*Data*:
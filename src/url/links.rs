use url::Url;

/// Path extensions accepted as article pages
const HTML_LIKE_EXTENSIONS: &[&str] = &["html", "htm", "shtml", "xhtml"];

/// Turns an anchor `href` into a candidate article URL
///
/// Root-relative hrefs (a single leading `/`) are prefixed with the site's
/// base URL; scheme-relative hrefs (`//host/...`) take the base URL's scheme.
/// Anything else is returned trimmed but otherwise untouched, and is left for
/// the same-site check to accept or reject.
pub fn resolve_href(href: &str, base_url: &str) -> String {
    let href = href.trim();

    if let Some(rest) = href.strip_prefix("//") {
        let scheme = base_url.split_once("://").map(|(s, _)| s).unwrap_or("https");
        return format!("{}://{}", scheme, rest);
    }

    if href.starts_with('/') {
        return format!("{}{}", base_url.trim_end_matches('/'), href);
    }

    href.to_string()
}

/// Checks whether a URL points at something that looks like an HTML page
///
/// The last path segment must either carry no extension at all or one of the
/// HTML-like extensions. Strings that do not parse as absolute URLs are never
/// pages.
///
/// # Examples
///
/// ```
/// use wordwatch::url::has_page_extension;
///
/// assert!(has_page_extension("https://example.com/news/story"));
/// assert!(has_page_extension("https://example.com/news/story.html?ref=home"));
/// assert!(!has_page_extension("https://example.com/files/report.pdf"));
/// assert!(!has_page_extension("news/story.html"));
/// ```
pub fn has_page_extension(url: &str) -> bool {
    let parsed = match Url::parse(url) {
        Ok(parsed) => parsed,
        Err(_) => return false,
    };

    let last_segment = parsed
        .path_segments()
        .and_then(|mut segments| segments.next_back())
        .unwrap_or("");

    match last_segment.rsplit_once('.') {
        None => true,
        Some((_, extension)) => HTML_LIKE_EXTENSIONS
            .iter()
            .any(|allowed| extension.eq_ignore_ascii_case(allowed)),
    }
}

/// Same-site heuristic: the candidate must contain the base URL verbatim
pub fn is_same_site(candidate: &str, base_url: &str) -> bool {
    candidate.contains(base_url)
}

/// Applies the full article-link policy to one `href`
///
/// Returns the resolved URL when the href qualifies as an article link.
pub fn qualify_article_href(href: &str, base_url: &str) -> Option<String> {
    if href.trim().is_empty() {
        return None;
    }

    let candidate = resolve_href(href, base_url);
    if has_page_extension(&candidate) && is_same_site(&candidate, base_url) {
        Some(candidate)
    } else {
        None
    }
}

* * *

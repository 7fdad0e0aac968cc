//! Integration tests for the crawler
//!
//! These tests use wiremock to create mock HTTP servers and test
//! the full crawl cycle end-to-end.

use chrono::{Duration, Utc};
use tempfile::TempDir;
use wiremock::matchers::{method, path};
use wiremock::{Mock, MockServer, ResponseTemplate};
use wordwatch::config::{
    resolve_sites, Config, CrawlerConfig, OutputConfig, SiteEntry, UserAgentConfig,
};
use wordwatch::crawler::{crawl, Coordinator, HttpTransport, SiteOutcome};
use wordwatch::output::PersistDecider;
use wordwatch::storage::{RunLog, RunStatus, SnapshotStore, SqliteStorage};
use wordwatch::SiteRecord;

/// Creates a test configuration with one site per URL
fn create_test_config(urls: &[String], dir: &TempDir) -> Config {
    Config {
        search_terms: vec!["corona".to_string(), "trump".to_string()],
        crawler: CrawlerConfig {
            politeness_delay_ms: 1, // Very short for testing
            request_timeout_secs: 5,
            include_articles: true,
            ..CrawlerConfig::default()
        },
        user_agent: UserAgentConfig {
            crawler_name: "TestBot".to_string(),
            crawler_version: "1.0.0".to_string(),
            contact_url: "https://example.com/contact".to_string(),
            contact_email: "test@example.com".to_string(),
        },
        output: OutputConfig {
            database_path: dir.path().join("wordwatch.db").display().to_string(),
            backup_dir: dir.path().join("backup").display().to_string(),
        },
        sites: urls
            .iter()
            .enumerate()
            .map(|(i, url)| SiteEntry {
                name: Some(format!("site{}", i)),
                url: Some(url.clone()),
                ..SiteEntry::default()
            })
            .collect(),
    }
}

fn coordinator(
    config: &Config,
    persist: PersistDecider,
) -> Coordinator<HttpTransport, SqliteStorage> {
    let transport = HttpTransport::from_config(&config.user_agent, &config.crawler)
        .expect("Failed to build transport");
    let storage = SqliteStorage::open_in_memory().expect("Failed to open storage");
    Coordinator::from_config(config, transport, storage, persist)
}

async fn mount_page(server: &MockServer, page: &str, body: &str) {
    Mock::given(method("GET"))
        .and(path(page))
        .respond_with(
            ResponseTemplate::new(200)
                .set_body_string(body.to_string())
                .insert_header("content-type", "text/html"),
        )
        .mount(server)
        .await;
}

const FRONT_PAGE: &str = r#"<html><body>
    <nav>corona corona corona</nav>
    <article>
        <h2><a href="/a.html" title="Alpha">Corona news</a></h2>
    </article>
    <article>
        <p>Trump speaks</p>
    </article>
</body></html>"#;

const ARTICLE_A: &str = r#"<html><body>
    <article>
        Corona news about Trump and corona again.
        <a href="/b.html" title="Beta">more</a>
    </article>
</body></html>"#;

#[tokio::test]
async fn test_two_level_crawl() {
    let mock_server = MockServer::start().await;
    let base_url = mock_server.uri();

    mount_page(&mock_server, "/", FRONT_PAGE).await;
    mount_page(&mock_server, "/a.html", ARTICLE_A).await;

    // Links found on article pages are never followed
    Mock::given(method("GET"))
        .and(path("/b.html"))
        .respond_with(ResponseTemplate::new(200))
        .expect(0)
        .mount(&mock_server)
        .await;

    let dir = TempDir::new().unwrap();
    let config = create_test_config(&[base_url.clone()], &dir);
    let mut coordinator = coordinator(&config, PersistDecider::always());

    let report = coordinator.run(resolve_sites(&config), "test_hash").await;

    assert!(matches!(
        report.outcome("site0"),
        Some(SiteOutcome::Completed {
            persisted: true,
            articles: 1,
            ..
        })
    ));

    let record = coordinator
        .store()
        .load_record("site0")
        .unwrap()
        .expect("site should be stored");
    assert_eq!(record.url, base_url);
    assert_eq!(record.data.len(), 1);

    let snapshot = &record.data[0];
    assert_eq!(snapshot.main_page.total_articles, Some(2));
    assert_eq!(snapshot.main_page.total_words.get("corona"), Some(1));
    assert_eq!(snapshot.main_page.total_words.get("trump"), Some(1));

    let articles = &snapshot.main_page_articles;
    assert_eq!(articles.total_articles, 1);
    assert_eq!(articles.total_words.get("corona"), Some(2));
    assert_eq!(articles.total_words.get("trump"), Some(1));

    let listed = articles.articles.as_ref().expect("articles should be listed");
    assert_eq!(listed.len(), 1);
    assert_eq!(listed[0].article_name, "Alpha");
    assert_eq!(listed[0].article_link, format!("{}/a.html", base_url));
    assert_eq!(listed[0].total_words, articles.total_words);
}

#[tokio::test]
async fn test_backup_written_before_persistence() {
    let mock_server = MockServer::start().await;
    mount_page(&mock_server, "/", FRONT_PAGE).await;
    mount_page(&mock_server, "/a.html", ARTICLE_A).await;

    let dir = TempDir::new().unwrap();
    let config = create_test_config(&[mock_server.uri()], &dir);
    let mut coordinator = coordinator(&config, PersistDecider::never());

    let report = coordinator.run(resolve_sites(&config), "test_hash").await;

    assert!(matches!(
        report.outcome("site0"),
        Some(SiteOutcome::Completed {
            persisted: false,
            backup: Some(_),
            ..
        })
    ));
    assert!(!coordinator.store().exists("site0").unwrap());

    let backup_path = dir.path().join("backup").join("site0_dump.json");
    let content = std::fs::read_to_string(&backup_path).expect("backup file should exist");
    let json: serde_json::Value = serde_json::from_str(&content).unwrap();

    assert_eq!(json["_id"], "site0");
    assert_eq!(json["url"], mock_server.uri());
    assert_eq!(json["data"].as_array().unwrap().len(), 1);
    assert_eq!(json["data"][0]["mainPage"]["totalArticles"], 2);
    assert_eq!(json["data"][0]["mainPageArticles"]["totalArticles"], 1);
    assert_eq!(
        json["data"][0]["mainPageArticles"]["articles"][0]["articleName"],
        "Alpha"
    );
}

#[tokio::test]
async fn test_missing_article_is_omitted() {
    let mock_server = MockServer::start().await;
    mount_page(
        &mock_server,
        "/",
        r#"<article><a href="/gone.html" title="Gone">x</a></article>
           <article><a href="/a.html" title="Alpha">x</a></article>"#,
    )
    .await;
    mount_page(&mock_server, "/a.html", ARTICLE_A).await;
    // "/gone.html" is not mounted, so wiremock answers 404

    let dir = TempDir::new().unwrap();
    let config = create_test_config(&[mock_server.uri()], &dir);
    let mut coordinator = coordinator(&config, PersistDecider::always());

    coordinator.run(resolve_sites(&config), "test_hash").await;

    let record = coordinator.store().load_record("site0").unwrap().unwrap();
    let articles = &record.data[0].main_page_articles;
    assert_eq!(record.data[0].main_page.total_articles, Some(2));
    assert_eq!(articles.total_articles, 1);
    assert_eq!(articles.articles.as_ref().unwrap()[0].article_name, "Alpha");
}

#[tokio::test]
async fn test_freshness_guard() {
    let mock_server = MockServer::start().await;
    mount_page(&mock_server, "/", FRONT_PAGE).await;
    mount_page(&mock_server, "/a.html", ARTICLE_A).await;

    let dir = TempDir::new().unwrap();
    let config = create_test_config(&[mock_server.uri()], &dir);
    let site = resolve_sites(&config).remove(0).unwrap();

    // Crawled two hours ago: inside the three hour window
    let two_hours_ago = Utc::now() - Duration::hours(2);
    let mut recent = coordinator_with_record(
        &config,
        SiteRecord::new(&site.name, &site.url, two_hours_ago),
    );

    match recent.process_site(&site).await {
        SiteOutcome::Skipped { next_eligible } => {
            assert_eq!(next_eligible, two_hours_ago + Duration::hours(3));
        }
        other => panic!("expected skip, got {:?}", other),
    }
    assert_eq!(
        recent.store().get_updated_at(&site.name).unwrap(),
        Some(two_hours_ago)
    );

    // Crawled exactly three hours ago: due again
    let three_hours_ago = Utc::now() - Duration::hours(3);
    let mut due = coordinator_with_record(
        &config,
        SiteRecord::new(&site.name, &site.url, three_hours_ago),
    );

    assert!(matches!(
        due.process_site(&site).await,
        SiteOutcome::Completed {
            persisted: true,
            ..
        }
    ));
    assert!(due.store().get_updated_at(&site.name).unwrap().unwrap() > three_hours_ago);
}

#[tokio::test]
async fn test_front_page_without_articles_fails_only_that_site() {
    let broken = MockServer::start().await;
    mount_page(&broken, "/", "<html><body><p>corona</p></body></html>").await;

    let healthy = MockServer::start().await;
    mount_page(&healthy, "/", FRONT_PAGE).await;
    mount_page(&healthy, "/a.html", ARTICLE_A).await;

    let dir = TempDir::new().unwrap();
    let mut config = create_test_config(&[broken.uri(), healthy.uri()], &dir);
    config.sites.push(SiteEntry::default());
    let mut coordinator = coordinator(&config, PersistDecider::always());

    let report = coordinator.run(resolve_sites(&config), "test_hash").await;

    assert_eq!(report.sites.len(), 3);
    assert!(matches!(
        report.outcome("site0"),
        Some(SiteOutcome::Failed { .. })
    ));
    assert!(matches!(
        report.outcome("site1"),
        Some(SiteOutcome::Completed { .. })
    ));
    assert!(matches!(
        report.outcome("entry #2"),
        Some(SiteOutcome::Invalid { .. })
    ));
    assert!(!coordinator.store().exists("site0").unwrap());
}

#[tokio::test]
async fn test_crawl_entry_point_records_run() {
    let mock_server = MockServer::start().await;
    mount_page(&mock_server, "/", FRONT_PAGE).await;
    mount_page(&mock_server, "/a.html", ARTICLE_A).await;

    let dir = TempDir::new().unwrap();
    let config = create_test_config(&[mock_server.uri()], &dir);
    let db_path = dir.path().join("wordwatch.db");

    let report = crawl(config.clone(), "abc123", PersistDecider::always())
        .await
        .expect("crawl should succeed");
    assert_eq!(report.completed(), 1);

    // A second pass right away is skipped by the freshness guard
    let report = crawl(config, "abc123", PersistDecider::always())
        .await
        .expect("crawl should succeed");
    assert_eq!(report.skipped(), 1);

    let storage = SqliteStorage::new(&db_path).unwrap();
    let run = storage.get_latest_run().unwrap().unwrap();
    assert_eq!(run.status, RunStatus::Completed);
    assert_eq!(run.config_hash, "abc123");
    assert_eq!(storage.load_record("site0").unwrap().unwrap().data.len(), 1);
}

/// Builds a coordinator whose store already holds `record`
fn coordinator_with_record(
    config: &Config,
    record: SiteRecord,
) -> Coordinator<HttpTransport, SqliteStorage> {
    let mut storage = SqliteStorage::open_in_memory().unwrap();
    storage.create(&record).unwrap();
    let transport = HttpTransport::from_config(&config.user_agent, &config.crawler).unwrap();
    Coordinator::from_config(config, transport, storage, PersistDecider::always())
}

==

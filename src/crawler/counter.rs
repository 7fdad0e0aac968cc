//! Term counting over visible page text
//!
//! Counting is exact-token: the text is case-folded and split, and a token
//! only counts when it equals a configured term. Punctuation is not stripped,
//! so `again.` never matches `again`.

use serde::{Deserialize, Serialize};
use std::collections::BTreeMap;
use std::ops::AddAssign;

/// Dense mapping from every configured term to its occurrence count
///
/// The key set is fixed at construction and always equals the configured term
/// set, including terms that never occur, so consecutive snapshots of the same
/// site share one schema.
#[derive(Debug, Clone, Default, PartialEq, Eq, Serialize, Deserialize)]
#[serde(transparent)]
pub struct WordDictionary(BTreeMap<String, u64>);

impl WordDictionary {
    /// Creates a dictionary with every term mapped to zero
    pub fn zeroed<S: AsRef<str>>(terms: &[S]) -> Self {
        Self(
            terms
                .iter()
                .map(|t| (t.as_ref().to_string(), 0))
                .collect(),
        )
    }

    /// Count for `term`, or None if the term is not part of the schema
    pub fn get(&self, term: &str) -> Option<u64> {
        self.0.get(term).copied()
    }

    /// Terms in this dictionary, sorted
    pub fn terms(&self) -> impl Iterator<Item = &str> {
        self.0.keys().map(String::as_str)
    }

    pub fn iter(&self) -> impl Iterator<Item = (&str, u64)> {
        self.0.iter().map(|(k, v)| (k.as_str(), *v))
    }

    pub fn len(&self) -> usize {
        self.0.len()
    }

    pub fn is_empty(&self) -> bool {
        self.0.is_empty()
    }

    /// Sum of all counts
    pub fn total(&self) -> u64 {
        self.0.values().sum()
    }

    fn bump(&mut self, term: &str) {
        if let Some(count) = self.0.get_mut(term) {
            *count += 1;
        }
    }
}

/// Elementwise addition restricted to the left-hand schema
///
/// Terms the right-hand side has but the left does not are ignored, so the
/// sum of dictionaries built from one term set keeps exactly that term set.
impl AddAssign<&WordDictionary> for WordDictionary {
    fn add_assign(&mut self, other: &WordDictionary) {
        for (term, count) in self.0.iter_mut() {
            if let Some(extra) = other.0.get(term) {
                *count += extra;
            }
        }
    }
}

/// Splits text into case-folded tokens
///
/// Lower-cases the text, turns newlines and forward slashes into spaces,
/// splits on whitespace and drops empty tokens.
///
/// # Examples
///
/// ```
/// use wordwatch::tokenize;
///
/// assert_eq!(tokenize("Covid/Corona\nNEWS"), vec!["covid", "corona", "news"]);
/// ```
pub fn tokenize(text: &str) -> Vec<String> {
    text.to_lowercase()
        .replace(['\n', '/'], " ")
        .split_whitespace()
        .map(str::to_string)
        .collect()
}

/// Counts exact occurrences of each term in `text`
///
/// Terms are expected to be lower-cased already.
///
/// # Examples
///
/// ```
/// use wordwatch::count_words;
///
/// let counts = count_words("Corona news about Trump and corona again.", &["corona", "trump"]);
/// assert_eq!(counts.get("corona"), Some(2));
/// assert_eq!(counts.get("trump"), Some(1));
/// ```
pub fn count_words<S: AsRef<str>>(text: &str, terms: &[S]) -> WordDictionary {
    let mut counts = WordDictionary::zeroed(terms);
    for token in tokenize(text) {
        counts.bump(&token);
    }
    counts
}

*What you are asked to do*: Using only the entries above, output the line with "accept or reject.", the line with "let last_segment = parsed", and all lines between them, exactly as they stand.

*Answer box*:
/// the same-site check to accept or reject.
pub fn resolve_href(href: &str, base_url: &str) -> String {
    let href = href.trim();

    if let Some(rest) = href.strip_prefix("//") {
        let scheme = base_url.split_once("://").map(|(s, _)| s).unwrap_or("https");
        return format!("{}://{}", scheme, rest);
    }

    if href.starts_with('/') {
        return format!("{}{}", base_url.trim_end_matches('/'), href);
    }

    href.to_string()
}

/// Checks whether a URL points at something that looks like an HTML page
///
/// The last path segment must either carry no extension at all or one of the
/// HTML-like extensions. Strings that do not parse as absolute URLs are never
/// pages.
///
/// # Examples
///
/// ```
/// use wordwatch::url::has_page_extension;
///
/// assert!(has_page_extension("https://example.com/news/story"));
/// assert!(has_page_extension("https://example.com/news/story.html?ref=home"));
/// assert!(!has_page_extension("https://example.com/files/report.pdf"));
/// assert!(!has_page_extension("news/story.html"));
/// ```
pub fn has_page_extension(url: &str) -> bool {
    let parsed = match Url::parse(url) {
        Ok(parsed) => parsed,
        Err(_) => return false,
    };

    let last_segment = parsed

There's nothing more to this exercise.